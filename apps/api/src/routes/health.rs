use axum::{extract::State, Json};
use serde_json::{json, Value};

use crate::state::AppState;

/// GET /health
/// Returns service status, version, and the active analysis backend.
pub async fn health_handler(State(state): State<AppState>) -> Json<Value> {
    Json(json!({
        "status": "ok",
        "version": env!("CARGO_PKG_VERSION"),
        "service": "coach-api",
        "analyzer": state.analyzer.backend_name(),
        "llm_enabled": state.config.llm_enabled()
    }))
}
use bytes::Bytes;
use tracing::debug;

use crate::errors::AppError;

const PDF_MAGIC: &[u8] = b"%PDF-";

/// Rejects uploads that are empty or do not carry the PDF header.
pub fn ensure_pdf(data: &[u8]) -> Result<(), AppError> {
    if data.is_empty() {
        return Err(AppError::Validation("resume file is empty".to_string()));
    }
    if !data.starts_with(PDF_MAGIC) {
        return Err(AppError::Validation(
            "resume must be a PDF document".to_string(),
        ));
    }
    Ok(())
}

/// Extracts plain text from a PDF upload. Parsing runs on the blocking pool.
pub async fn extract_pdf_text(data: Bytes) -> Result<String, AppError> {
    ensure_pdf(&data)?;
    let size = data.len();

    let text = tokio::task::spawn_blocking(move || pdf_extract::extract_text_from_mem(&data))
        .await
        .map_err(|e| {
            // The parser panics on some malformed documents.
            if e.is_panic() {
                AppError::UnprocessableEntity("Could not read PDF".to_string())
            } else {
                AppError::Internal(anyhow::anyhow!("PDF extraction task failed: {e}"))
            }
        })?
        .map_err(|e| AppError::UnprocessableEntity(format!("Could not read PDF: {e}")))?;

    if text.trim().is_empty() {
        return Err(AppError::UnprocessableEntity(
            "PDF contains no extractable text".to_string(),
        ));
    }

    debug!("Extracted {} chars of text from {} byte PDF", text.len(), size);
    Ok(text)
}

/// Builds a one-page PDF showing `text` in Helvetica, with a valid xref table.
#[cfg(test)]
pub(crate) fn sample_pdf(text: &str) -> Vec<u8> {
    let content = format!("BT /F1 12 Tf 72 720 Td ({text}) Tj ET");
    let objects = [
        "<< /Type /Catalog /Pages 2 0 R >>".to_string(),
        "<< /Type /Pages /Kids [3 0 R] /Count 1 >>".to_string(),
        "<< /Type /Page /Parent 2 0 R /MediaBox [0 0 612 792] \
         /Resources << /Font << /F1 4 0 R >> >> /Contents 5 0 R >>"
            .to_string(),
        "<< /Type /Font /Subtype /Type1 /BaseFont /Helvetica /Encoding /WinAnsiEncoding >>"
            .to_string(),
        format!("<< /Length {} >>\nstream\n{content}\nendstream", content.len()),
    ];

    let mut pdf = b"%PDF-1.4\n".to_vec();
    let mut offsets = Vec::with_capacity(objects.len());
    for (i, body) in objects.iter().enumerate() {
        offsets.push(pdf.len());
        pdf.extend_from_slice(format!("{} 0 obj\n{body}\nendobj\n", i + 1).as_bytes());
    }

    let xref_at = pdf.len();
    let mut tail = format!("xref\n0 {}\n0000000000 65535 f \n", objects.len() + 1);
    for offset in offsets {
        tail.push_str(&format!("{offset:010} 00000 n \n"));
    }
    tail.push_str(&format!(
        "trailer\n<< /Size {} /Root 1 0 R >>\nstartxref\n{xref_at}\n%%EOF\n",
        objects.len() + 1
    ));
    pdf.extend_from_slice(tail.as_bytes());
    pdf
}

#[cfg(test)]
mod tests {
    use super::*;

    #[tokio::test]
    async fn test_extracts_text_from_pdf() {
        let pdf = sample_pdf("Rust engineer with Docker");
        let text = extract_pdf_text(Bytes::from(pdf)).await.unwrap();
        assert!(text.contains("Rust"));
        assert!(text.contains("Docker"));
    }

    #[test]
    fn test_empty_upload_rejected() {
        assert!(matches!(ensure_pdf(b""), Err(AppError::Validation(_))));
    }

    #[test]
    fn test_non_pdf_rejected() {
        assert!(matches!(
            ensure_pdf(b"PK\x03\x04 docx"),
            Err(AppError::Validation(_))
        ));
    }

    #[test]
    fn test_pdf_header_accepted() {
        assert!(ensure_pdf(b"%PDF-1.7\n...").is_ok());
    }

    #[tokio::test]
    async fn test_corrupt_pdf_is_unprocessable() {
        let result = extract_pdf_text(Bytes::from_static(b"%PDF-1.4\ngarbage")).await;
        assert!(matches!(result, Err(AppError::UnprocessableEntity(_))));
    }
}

■ Exercise: Starting with the first line of the entries, transcribe every line up to and including the one with "let size = data.len();".

■ Response:
filename apps/api/src/routes/health.rs
use axum::{extract::State, Json};
use serde_json::{json, Value};

use crate::state::AppState;

/// GET /health
/// Returns service status, version, and the active analysis backend.
pub async fn health_handler(State(state): State<AppState>) -> Json<Value> {
    Json(json!({
        "status": "ok",
        "version": env!("CARGO_PKG_VERSION"),
        "service": "coach-api",
        "analyzer": state.analyzer.backend_name(),
        "llm_enabled": state.config.llm_enabled()
    }))
}
use bytes::Bytes;
use tracing::debug;

use crate::errors::AppError;

const PDF_MAGIC: &[u8] = b"%PDF-";

/// Rejects uploads that are empty or do not carry the PDF header.
pub fn ensure_pdf(data: &[u8]) -> Result<(), AppError> {
    if data.is_empty() {
        return Err(AppError::Validation("resume file is empty".to_string()));
    }
    if !data.starts_with(PDF_MAGIC) {
        return Err(AppError::Validation(
            "resume must be a PDF document".to_string(),
        ));
    }
    Ok(())
}

/// Extracts plain text from a PDF upload. Parsing runs on the blocking pool.
pub async fn extract_pdf_text(data: Bytes) -> Result<String, AppError> {
    ensure_pdf(&data)?;
    let size = data.len();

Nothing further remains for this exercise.